Other researchers analyzing treatments for youths who self-injure found similar drop-out rates in CBT and DBT groups. In this study, the researchers analyzed several clinical trials that measured the efficacy of CBT administered to youths who self-injure. The researchers concluded that none of them were found to be efficacious.

===Philosophical concerns with CBT methods===
The methods employed in CBT research have not been the only criticisms; some individuals have called its theory and therapy into question.

Slife and Williams write that one of the hidden assumptions in CBT is that of determinism, or the absence of free will. They argue that CBT holds that external stimuli from the environment enter the mind, causing different thoughts that cause emotional states: nowhere in CBT theory is agency, or free will, accounted for.
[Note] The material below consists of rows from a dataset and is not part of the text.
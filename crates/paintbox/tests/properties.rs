//! Property tests over generated rooms

use paintbox::prelude::*;
use proptest::prelude::*;
use rust_decimal::Decimal;

fn arb_room() -> impl Strategy<Value = RoomInput> {
    (
        (40i64..400, 40i64..400, 70i64..140),
        (0u32..4, 0u32..6),
        prop::sample::select(SurfaceCondition::ALL.to_vec()),
        prop::sample::select(PaintType::ALL.to_vec()),
        1u32..4,
        any::<bool>(),
        any::<bool>(),
    )
        .prop_map(
            |((length, width, height), (doors, windows), condition, paint, coats, ceiling, trim)| {
                // Tenths of a foot
                let mut room = RoomInput::new(
                    "Generated",
                    Decimal::new(length, 1),
                    Decimal::new(width, 1),
                    Decimal::new(height, 1),
                )
                .with_openings(doors, windows)
                .with_condition(condition)
                .with_paint(paint, coats);
                room.include_ceiling = ceiling;
                room.include_trim = trim;
                room
            },
        )
}

proptest! {
    #![proptest_config(ProptestConfig::with_cases(64))]

    #[test]
    fn prop_tiers_are_strictly_ascending(room in arb_room()) {
        let calculator = PaintingCalculator::new(CalculatorOptions::uncached()).unwrap();
        let estimate = calculator.calculate_complete_room_estimate(&room).unwrap();

        prop_assert!(estimate.is_complete(), "failures: {:?}", estimate.failures);
        let pricing = estimate.pricing.unwrap();
        prop_assert!(pricing.good < pricing.better, "{:?}", pricing);
        prop_assert!(pricing.better < pricing.best, "{:?}", pricing);
    }

    #[test]
    fn prop_cache_is_transparent(rooms in prop::collection::vec(arb_room(), 1..4)) {
        let cached = PaintingCalculator::new(CalculatorOptions::default()).unwrap();
        let uncached = PaintingCalculator::new(CalculatorOptions::uncached()).unwrap();

        let expected = uncached.calculate_multi_room_estimate(&rooms).unwrap();
        prop_assert_eq!(&cached.calculate_multi_room_estimate(&rooms).unwrap(), &expected);
        prop_assert_eq!(&cached.calculate_multi_room_estimate(&rooms).unwrap(), &expected);
    }

    #[test]
    fn prop_paint_covers_every_coat(room in arb_room()) {
        let calculator = PaintingCalculator::new(CalculatorOptions::uncached()).unwrap();
        let estimate = calculator.calculate_complete_room_estimate(&room).unwrap();
        let coverage = calculator
            .options()
            .rates
            .paint(room.paint_type)
            .map(|p| p.coverage_sqft)
            .unwrap();

        let area = estimate.paintable_area.unwrap();
        let gallons = estimate.gallons.unwrap();
        let needed = area * Decimal::from(room.coats);
        prop_assert!(gallons * coverage >= needed);
        prop_assert!(gallons.is_zero() || (gallons - Decimal::ONE) * coverage < needed);
    }
}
Another criticism of CBT theory, especially as applied to major depressive disorder (MDD), is that it confounds the symptoms of the disorder with its causes. Other criticisms include that CBT may view people as stupid or can address only simple or superficial problems.

===Side effects===
CBT is generally regarded as having very few if any side effects. Calls have been made by some for more appraisal of possible side effects of CBT. Many randomized trials of psychological interventions like CBT do not monitor potential harms to the patient. In contrast, randomized trials of pharmacological interventions are much more likely to take adverse effects into consideration.
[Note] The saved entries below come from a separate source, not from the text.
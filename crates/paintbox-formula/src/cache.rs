//! Shared formula result cache
//!
//! Results are keyed by a BLAKE3 hash of the formula text and the values of
//! everything it reads, so two requests that evaluate the same formula over
//! the same inputs share one computation. Every function in the library is
//! pure, which makes a hit indistinguishable from a fresh evaluation.
//!
//! Concurrent misses for one key are collapsed: the first caller computes,
//! the rest wait on the same [`OnceLock`] and receive its outcome.

use crate::error::FormulaError;
use chrono::{DateTime, Utc};
use dashmap::DashMap;
use lru::LruCache;
use paintbox_core::{CellKey, CellValue, NameTarget};
use std::fmt;
use std::num::NonZeroUsize;
use std::sync::atomic::{AtomicU64, Ordering};
use std::sync::{Arc, Mutex, MutexGuard, OnceLock, PoisonError};
use tracing::trace;

/// What evaluating one formula cell produced
#[derive(Debug, Clone, PartialEq, Eq)]
pub struct CellOutcome {
    pub value: CellValue,
    /// Why the value is an error, when it is one
    pub diagnostic: Option<FormulaError>,
}

impl CellOutcome {
    pub fn ok(value: CellValue) -> Self {
        Self {
            value,
            diagnostic: None,
        }
    }

    pub fn failed(error: FormulaError) -> Self {
        Self {
            value: CellValue::Error(error.cell_error()),
            diagnostic: Some(error),
        }
    }
}

/// Content hash identifying one evaluation
#[derive(Clone, Copy, PartialEq, Eq, Hash)]
pub struct CacheKey([u8; 32]);

impl CacheKey {
    /// Key for `formula_text` evaluated over the given dependency values
    pub fn for_formula(formula_text: &str, dependencies: &[(CellKey, CellValue)]) -> Self {
        let mut builder = CacheKeyBuilder::new(formula_text);
        for (key, value) in dependencies {
            builder.dependency(key, value);
        }
        builder.finish()
    }

    pub fn as_bytes(&self) -> &[u8; 32] {
        &self.0
    }
}

impl fmt::Debug for CacheKey {
    fn fmt(&self, f: &mut fmt::Formatter<'_>) -> fmt::Result {
        write!(f, "CacheKey({})", self)
    }
}

impl fmt::Display for CacheKey {
    fn fmt(&self, f: &mut fmt::Formatter<'_>) -> fmt::Result {
        for byte in &self.0[..8] {
            write!(f, "{:02x}", byte)?;
        }
        Ok(())
    }
}

// Section tags keep the encoding prefix-free
const TAG_FORMULA: u8 = b'F';
const TAG_NAME: u8 = b'N';
const TAG_DEPENDENCY: u8 = b'D';

const VALUE_EMPTY: u8 = 0;
const VALUE_BOOLEAN: u8 = 1;
const VALUE_NUMBER: u8 = 2;
const VALUE_TEXT: u8 = 3;
const VALUE_ERROR: u8 = 4;

const TARGET_UNDEFINED: u8 = 0;
const TARGET_CELL: u8 = 1;
const TARGET_RANGE: u8 = 2;
const TARGET_CONSTANT: u8 = 3;

/// Incremental [`CacheKey`] construction
///
/// Feed the formula text first, then the names it uses, then the
/// dependency values in a deterministic order.
pub struct CacheKeyBuilder {
    hasher: blake3::Hasher,
}

impl CacheKeyBuilder {
    pub fn new(formula_text: &str) -> Self {
        let mut builder = Self {
            hasher: blake3::Hasher::new(),
        };
        builder.hasher.update(&[TAG_FORMULA]);
        builder.bytes(formula_text.as_bytes());
        builder
    }

    /// A name the formula refers to and what it currently resolves to
    pub fn name(&mut self, name: &str, target: Option<&NameTarget>) -> &mut Self {
        self.hasher.update(&[TAG_NAME]);
        self.bytes(name.to_ascii_uppercase().as_bytes());
        match target {
            None => {
                self.hasher.update(&[TARGET_UNDEFINED]);
            }
            Some(NameTarget::Cell(key)) => {
                self.hasher.update(&[TARGET_CELL]);
                self.cell(key);
            }
            Some(NameTarget::Range { sheet, range }) => {
                self.hasher.update(&[TARGET_RANGE]);
                self.bytes(sheet.as_str().as_bytes());
                for corner in [range.start, range.end] {
                    self.hasher.update(&corner.row.to_le_bytes());
                    self.hasher.update(&corner.col.to_le_bytes());
                }
            }
            Some(NameTarget::Constant(value)) => {
                self.hasher.update(&[TARGET_CONSTANT]);
                self.value(value);
            }
        }
        self
    }

    /// A cell the formula reads and the value it currently holds
    pub fn dependency(&mut self, key: &CellKey, value: &CellValue) -> &mut Self {
        self.hasher.update(&[TAG_DEPENDENCY]);
        self.cell(key);
        self.value(value);
        self
    }

    fn cell(&mut self, key: &CellKey) {
        self.bytes(key.sheet.as_str().as_bytes());
        self.hasher.update(&key.address.row.to_le_bytes());
        self.hasher.update(&key.address.col.to_le_bytes());
    }

    pub fn finish(&self) -> CacheKey {
        CacheKey(*self.hasher.finalize().as_bytes())
    }

    fn bytes(&mut self, bytes: &[u8]) {
        self.hasher.update(&(bytes.len() as u64).to_le_bytes());
        self.hasher.update(bytes);
    }

    fn value(&mut self, value: &CellValue) {
        match value {
            CellValue::Empty => {
                self.hasher.update(&[VALUE_EMPTY]);
            }
            CellValue::Boolean(b) => {
                self.hasher.update(&[VALUE_BOOLEAN, u8::from(*b)]);
            }
            CellValue::Number(n) => {
                // 1.0 and 1 are the same input
                self.hasher.update(&[VALUE_NUMBER]);
                self.hasher.update(&n.normalize().serialize());
            }
            CellValue::Text(s) => {
                self.hasher.update(&[VALUE_TEXT]);
                self.bytes(s.as_str().as_bytes());
            }
            CellValue::Error(e) => {
                self.hasher.update(&[VALUE_ERROR, e.code()]);
            }
        }
    }
}

/// Stored result
#[derive(Debug, Clone)]
pub struct CacheEntry {
    pub outcome: CellOutcome,
    pub stored_at: DateTime<Utc>,
}

/// How a lookup was served
#[derive(Debug, Clone, Copy, PartialEq, Eq)]
pub enum CacheStatus {
    /// Found in the cache
    Hit,
    /// Computed by this caller
    Miss,
    /// Another caller was computing the same key; its outcome was shared
    Coalesced,
}

/// Counters reported by [`ResultCache::stats`]
#[derive(Debug, Clone, Copy, Default, PartialEq, Eq)]
pub struct CacheStats {
    pub hits: u64,
    pub misses: u64,
    pub coalesced: u64,
    pub evictions: u64,
    pub len: usize,
    pub capacity: usize,
}

/// LRU result cache with single-flight misses
///
/// Safe to share between threads behind an `Arc`. The LRU mutex is held only
/// for lookups and inserts, never while a result is computed.
pub struct ResultCache {
    entries: Mutex<LruCache<CacheKey, CacheEntry>>,
    in_flight: DashMap<CacheKey, Arc<OnceLock<CellOutcome>>>,
    hits: AtomicU64,
    misses: AtomicU64,
    coalesced: AtomicU64,
    evictions: AtomicU64,
}

impl fmt::Debug for ResultCache {
    fn fmt(&self, f: &mut fmt::Formatter<'_>) -> fmt::Result {
        f.debug_struct("ResultCache")
            .field("stats", &self.stats())
            .finish()
    }
}

impl ResultCache {
    /// Create a cache holding at most `capacity` results
    pub fn new(capacity: NonZeroUsize) -> Self {
        Self {
            entries: Mutex::new(LruCache::new(capacity)),
            in_flight: DashMap::new(),
            hits: AtomicU64::new(0),
            misses: AtomicU64::new(0),
            coalesced: AtomicU64::new(0),
            evictions: AtomicU64::new(0),
        }
    }

    fn entries(&self) -> MutexGuard<'_, LruCache<CacheKey, CacheEntry>> {
        // A panic while holding the lock cannot leave the LRU half-updated
        self.entries.lock().unwrap_or_else(PoisonError::into_inner)
    }

    fn lookup(&self, key: &CacheKey) -> Option<CellOutcome> {
        self.entries().get(key).map(|entry| entry.outcome.clone())
    }

    /// Cached outcome for `key`, if present
    pub fn get(&self, key: &CacheKey) -> Option<CellOutcome> {
        let found = self.lookup(key);
        if found.is_some() {
            self.hits.fetch_add(1, Ordering::Relaxed);
        }
        found
    }

    /// When the entry for `key` was stored (does not refresh its recency)
    pub fn stored_at(&self, key: &CacheKey) -> Option<DateTime<Utc>> {
        self.entries().peek(key).map(|entry| entry.stored_at)
    }

    /// Return the cached outcome for `key`, computing it at most once
    pub fn get_or_compute<F>(&self, key: CacheKey, compute: F) -> (CellOutcome, CacheStatus)
    where
        F: FnOnce() -> CellOutcome,
    {
        if let Some(outcome) = self.lookup(&key) {
            self.hits.fetch_add(1, Ordering::Relaxed);
            trace!(%key, "cache hit");
            return (outcome, CacheStatus::Hit);
        }

        let slot = self
            .in_flight
            .entry(key)
            .or_insert_with(|| Arc::new(OnceLock::new()))
            .clone();

        let mut status = CacheStatus::Coalesced;
        let outcome = slot
            .get_or_init(|| {
                // Another flight may have finished between the lookup and here
                if let Some(outcome) = self.lookup(&key) {
                    status = CacheStatus::Hit;
                    return outcome;
                }
                status = CacheStatus::Miss;
                compute()
            })
            .clone();

        match status {
            CacheStatus::Miss => {
                self.misses.fetch_add(1, Ordering::Relaxed);
                self.insert(key, outcome.clone());
                trace!(%key, "cache miss");
            }
            CacheStatus::Hit => {
                self.hits.fetch_add(1, Ordering::Relaxed);
            }
            CacheStatus::Coalesced => {
                self.coalesced.fetch_add(1, Ordering::Relaxed);
                trace!(%key, "joined in-flight computation");
            }
        }

        if status != CacheStatus::Coalesced {
            self.in_flight
                .remove_if(&key, |_, current| Arc::ptr_eq(current, &slot));
        }

        (outcome, status)
    }

    fn insert(&self, key: CacheKey, outcome: CellOutcome) {
        let entry = CacheEntry {
            outcome,
            stored_at: Utc::now(),
        };
        if let Some((old_key, _)) = self.entries().push(key, entry) {
            if old_key != key {
                self.evictions.fetch_add(1, Ordering::Relaxed);
            }
        }
    }

    /// Drop every stored result (counters are kept)
    pub fn clear(&self) {
        self.entries().clear();
    }

    pub fn len(&self) -> usize {
        self.entries().len()
    }

    pub fn is_empty(&self) -> bool {
        self.len() == 0
    }

    pub fn stats(&self) -> CacheStats {
        let entries = self.entries();
        CacheStats {
            hits: self.hits.load(Ordering::Relaxed),
            misses: self.misses.load(Ordering::Relaxed),
            coalesced: self.coalesced.load(Ordering::Relaxed),
            evictions: self.evictions.load(Ordering::Relaxed),
            len: entries.len(),
            capacity: entries.cap().get(),
        }
    }
}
A 2017 meta-analysis revealed that adverse events are not common in children receiving CBT and, furthermore, that CBT is associated with fewer dropouts than either placebo or medications. Nevertheless, CBT therapists do sometimes report 'unwanted events' and side effects in their outpatients with "negative wellbeing/distress" being the most frequent.

==Society and culture==
The UK's National Health Service announced in 2008 that more therapists would be trained to provide CBT at government expense as part of an initiative called Improving Access to Psychological Therapies (IAPT). The NICE said that CBT would become the mainstay of treatment for non-severe depression, with medication used only in cases where CBT had failed. Therapists complained that the data does not fully support the attention and funding CBT receives. Psychotherapist and professor Andrew Samuels stated that this constitutes "a coup, a power play by a community that has suddenly found itself on the brink of corralling an enormous amount of money ... Everyone has been seduced by CBT's apparent cheapness."

The UK Council for Psychotherapy issued a press release in 2012 saying that the IAPT's policies were undermining traditional psychotherapy and criticized proposals that would limit some approved therapies to CBT, claiming that they restricted patients to "a watered-down version of cognitive behavioural therapy (CBT), often delivered by very lightly trained staff".